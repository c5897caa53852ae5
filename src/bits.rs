// bits.rs
use crate::Det;
use crate::error::{FsuccError, Result};

/// Whether spin-orbital `k` is occupied in determinant `det`.
#[inline(always)]
pub fn occupied(det: Det, k: usize) -> bool {
    (det >> k) & 1 == 1
}

/// Build the occupation bitmask of a list of spin-orbital indices. Returns `Ok(None)` if an
/// index repeats, since a string of fermionic operators with a repeated index is identically
/// zero (nilpotent escape).
/// # Arguments:
///     `idxs`: [usize], spin-orbital indices.
///     `norb`: usize, number of spin-orbitals, already checked against the bitmask width.
pub fn mask_from_indices(idxs: &[usize], norb: usize) -> Result<Option<Det>> {
    let mut det: Det = 0;
    for &k in idxs {
        if k >= norb {
            return Err(FsuccError::IndexOutOfRange {index: k, norb});
        }
        let bit = 1 << k;
        if det & bit != 0 {return Ok(None);}
        det |= bit;
    }
    Ok(Some(det))
}

/// Open a zero bit at position `p`: bits at and above `p` move one place left, bits below stay.
#[inline(always)]
pub fn insert_zero_bit(det: Det, p: u32) -> Det {
    let low = (1 << p) - 1;
    ((det & !low) << 1) | (det & low)
}

/// Scatter the bits of `packed` into the zero positions of `mask`, lowest first.
/// The active positions are opened in ascending order, so each later position already refers
/// to the full-width determinant.
/// # Arguments:
///     `packed`: Det, reduced (spectator) determinant.
///     `mask`: Det, positions that must stay clear.
#[inline(always)]
pub fn expand_around(packed: Det, mask: Det) -> Det {
    let mut det = packed;
    let mut rest = mask;
    while rest != 0 {
        det = insert_zero_bit(det, rest.trailing_zeros());
        rest &= rest - 1;
    }
    det
}

/// Occupied spin-orbital indices of `det`, ascending.
pub fn occupied_indices(det: Det) -> Vec<usize> {
    let mut out = Vec::with_capacity(det.count_ones() as usize);
    let mut rest = det;
    while rest != 0 {
        out.push(rest.trailing_zeros() as usize);
        rest &= rest - 1;
    }
    out
}

/// Occupation string of `det` over `norb` spin-orbitals, orbital 0 leftmost.
pub fn occupation_string(det: Det, norb: usize) -> String {
    (0..norb).map(|k| if occupied(det, k) {'1'} else {'0'}).collect()
}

__________________________________________________

▸ WHAT YOU SHOULD DO: How many lines of the material hold the string "norb"? Answer with the number only.

▸ RESULT FOR THIS EXERCISE: 7